EXERCISE
All that is wanted is a word-for-word retyping of the lines from the one containing "context by id" through the end of the material below.

SUPPLIED DATA
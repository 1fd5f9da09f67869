//! # Host Debugging Environment
//!
//! The interface this bridge consumes from the debugger it is loaded into.
//!
//! The host owns the real process/dump access: module tables, memory, the
//! notion of a "current thread", register contexts and the configured symbol
//! path. Different hosts offer different subsets, so every capability that is
//! not universally available has a default implementation reporting
//! [`BridgeError::ServiceUnavailable`] or [`BridgeError::Unsupported`].
//!
//! ## Threading
//!
//! All methods are called from the host's command-dispatch thread, one call
//! at a time. Implementations that need mutable state use interior
//! mutability; the bridge never holds a host call across another one.

use std::path::Path;

use crate::error::{BridgeError, Result};
use crate::types::{Address, HostModule};

/// Services of the host debugger
pub trait DebugHost
{
    /// Machine type of the target (`IMAGE_FILE_MACHINE_*`).
    fn processor_type(&self) -> Result<u32>;

    /// Load address of the module listed under `name`.
    fn module_base(&self, name: &str) -> Result<Address>;

    /// Full module-table entry for the module listed under `name`.
    fn module_by_name(&self, name: &str) -> Result<HostModule>;

    /// Read target memory into `buffer`, returning the number of bytes read.
    fn read_virtual(&self, address: Address, buffer: &mut [u8]) -> Result<usize>;

    /// `true` when the target is a crash dump rather than a live process.
    fn is_dump(&self) -> bool
    {
        false
    }

    /// OS thread id of the host's current thread.
    fn current_thread_system_id(&self) -> Result<u32>;

    /// Engine-internal id of the host's current thread.
    fn current_thread_id(&self) -> Result<u32>
    {
        Err(BridgeError::ServiceUnavailable("current thread id".to_string()))
    }

    /// Translate an OS thread id into the engine-internal id.
    fn thread_id_by_system_id(&self, system_id: u32) -> Result<u32>
    {
        Err(BridgeError::ServiceUnavailable(format!(
            "thread id lookup for system id {system_id}"
        )))
    }

    /// Make `id` the host's current thread.
    fn set_current_thread_id(&self, id: u32) -> Result<()>
    {
        Err(BridgeError::ServiceUnavailable(format!("switching to thread {id}")))
    }

    /// Capture the register context of the host's current thread.
    ///
    /// `context` is zeroed by the caller and must be filled according to
    /// `context_flags`.
    fn current_thread_context(&self, context_flags: u32, context: &mut [u8]) -> Result<()>
    {
        let _ = (context_flags, context);
        Err(BridgeError::ServiceUnavailable("current thread context".to_string()))
    }

    /// Capture the register context of the thread with OS id `system_id`
    /// without touching the current thread.
    fn thread_context_by_system_id(&self, system_id: u32, context_flags: u32, context: &mut [u8]) -> Result<()>
    {
        let _ = (context_flags, context);
        Err(BridgeError::ServiceUnavailable(format!(
            "thread context by id for thread {system_id}"
        )))
    }

    /// Unwind `context` by one frame for thread `system_id`.
    fn virtual_unwind(&self, system_id: u32, context: &mut [u8]) -> Result<()>
    {
        let _ = context;
        Err(BridgeError::ServiceUnavailable(format!(
            "virtual unwind for thread {system_id}"
        )))
    }

    /// The host's configured symbol search path.
    fn symbol_path(&self) -> Result<String>
    {
        Err(BridgeError::ServiceUnavailable("symbol path".to_string()))
    }

    /// Hand a downloaded native symbol file to the host's own symbol loader.
    fn add_module_symbol(&self, symbol_file: &Path) -> Result<()>
    {
        Err(BridgeError::Unsupported(format!(
            "host cannot load symbol file {}",
            symbol_file.display()
        )))
    }
}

FINISHED EXERCISE
            "thread context by id for thread {system_id}"
        )))
    }

    /// Unwind `context` by one frame for thread `system_id`.
    fn virtual_unwind(&self, system_id: u32, context: &mut [u8]) -> Result<()>
    {
        let _ = context;
        Err(BridgeError::ServiceUnavailable(format!(
            "virtual unwind for thread {system_id}"
        )))
    }

    /// The host's configured symbol search path.
    fn symbol_path(&self) -> Result<String>
    {
        Err(BridgeError::ServiceUnavailable("symbol path".to_string()))
    }

    /// Hand a downloaded native symbol file to the host's own symbol loader.
    fn add_module_symbol(&self, symbol_file: &Path) -> Result<()>
    {
        Err(BridgeError::Unsupported(format!(
            "host cannot load symbol file {}",
            symbol_file.display()
        )))
    }
}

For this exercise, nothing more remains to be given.